**Problem description**
Repeat the records below exactly.

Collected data
**********

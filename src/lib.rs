// Library surface for headless/integration tests and reuse.
// Keep this lean to avoid coupling to bin-only types in main.rs.
pub mod app_dirs;
pub mod config;
pub mod error;
pub mod keys;
pub mod logging;
pub mod matcher;
pub mod queue;
pub mod runtime;
pub mod scheduler;
pub mod trainer;

pub use error::{Result, TrainerError};
pub use matcher::Outcome;
pub use trainer::{DisplayEntry, Trainer};
fn main() -> Result<(), Box<dyn Error>> {
    let cli = Cli::parse();
    let _log_guard = logging::init(&AppDirs::log_dir()).ok();

    let command = cli.command.clone().unwrap_or(Command::Run {
        visible: None,
        hide_hotkeys: false,
    });

    let Command::Run {
        visible,
        hide_hotkeys,
    } = command
    else {
        println!("{}", edit_config(&cli, &command)?);
        return Ok(());
    };

    if !stdin().is_tty() {
        let mut cmd = Cli::command();
        cmd.error(ErrorKind::Io, "stdin must be a tty").exit();
    }

    let store = cli.store();
    let mut trainer = Trainer::from_config(store.load_or_default()?, cli.seed)?;
    if let Some(visible) = visible {
        if !trainer.set_visible_prompts(visible) {
            let mut cmd = Cli::command();
            cmd.error(
                ErrorKind::InvalidValue,
                TrainerError::VisiblePrompts(visible).to_string(),
            )
            .exit();
        }
    }
    if hide_hotkeys {
        trainer.toggle_show_hotkeys();
    }

    enable_raw_mode()?;
    let reports_release = matches!(supports_keyboard_enhancement(), Ok(true));

    let mut stdout = io::stdout();
    execute!(stdout, EnterAlternateScreen)?;
    if reports_release {
        execute!(
            stdout,
            PushKeyboardEnhancementFlags(
                KeyboardEnhancementFlags::DISAMBIGUATE_ESCAPE_CODES
                    | KeyboardEnhancementFlags::REPORT_EVENT_TYPES
                    | KeyboardEnhancementFlags::REPORT_ALL_KEYS_AS_ESCAPE_CODES
            )
        )?;
    }
    info!(reports_release, "starting drill");

    let backend = CrosstermBackend::new(stdout);
    let mut terminal = Terminal::new(backend)?;

    let mut app = App::new(trainer, store, reports_release);
    let runner = Runner::new(
        CrosstermEventSource::new(),
        FixedTicker::new(Duration::from_millis(TICK_RATE_MS)),
    );
    let result = start_tui(&mut terminal, &mut app, &runner);

    if reports_release {
        execute!(terminal.backend_mut(), PopKeyboardEnhancementFlags)?;
    }
    disable_raw_mode()?;
    execute!(terminal.backend_mut(), LeaveAlternateScreen)?;
    terminal.show_cursor()?;

    result
}

fn start_tui<B: Backend, E: DrillEventSource, T: Ticker>(
    terminal: &mut Terminal<B>,
    app: &mut App,
    runner: &Runner<E, T>,
) -> Result<(), Box<dyn Error>> {
    while !app.should_quit {
        terminal.draw(|f| f.render_widget(&*app, f.area()))?;

        let first = runner.step();
        for event in std::iter::once(first).chain(runner.drain()) {
            if let DrillEvent::Key(key) = event {
                app.handle_key(key);
                if app.should_quit {
                    break;
                }
            }
        }
    }

    Ok(())
}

**********

**Task result**
filename src/lib.rs
// Library surface for headless/integration tests and reuse.
// Keep this lean to avoid coupling to bin-only types in main.rs.
pub mod app_dirs;
pub mod config;
pub mod error;
pub mod keys;
pub mod logging;
pub mod matcher;
pub mod queue;
pub mod runtime;
pub mod scheduler;
pub mod trainer;

pub use error::{Result, TrainerError};
pub use matcher::Outcome;
pub use trainer::{DisplayEntry, Trainer};
fn main() -> Result<(), Box<dyn Error>> {
    let cli = Cli::parse();
    let _log_guard = logging::init(&AppDirs::log_dir()).ok();

    let command = cli.command.clone().unwrap_or(Command::Run {
        visible: None,
        hide_hotkeys: false,
    });

    let Command::Run {
        visible,
        hide_hotkeys,
    } = command
    else {
        println!("{}", edit_config(&cli, &command)?);
        return Ok(());
    };

    if !stdin().is_tty() {
        let mut cmd = Cli::command();
        cmd.error(ErrorKind::Io, "stdin must be a tty").exit();
    }

    let store = cli.store();
    let mut trainer = Trainer::from_config(store.load_or_default()?, cli.seed)?;
    if let Some(visible) = visible {
        if !trainer.set_visible_prompts(visible) {
            let mut cmd = Cli::command();
            cmd.error(
                ErrorKind::InvalidValue,
                TrainerError::VisiblePrompts(visible).to_string(),
            )
            .exit();
        }
    }
    if hide_hotkeys {
        trainer.toggle_show_hotkeys();
    }

    enable_raw_mode()?;
    let reports_release = matches!(supports_keyboard_enhancement(), Ok(true));

    let mut stdout = io::stdout();
    execute!(stdout, EnterAlternateScreen)?;
    if reports_release {
        execute!(
            stdout,
            PushKeyboardEnhancementFlags(
                KeyboardEnhancementFlags::DISAMBIGUATE_ESCAPE_CODES
                    | KeyboardEnhancementFlags::REPORT_EVENT_TYPES
                    | KeyboardEnhancementFlags::REPORT_ALL_KEYS_AS_ESCAPE_CODES
            )
        )?;
    }
    info!(reports_release, "starting drill");

    let backend = CrosstermBackend::new(stdout);
    let mut terminal = Terminal::new(backend)?;

    let mut app = App::new(trainer, store, reports_release);
    let runner = Runner::new(
        CrosstermEventSource::new(),
        FixedTicker::new(Duration::from_millis(TICK_RATE_MS)),
    );
    let result = start_tui(&mut terminal, &mut app, &runner);

    if reports_release {
        execute!(terminal.backend_mut(), PopKeyboardEnhancementFlags)?;
    }
    disable_raw_mode()?;
    execute!(terminal.backend_mut(), LeaveAlternateScreen)?;
    terminal.show_cursor()?;

    result
}

fn start_tui<B: Backend, E: DrillEventSource, T: Ticker>(
    terminal: &mut Terminal<B>,
    app: &mut App,
    runner: &Runner<E, T>,
) -> Result<(), Box<dyn Error>> {
    while !app.should_quit {
        terminal.draw(|f| f.render_widget(&*app, f.area()))?;

        let first = runner.step();
        for event in std::iter::once(first).chain(runner.drain()) {
            if let DrillEvent::Key(key) = event {
                app.handle_key(key);
                if app.should_quit {
                    break;
                }
            }
        }
    }

    Ok(())
}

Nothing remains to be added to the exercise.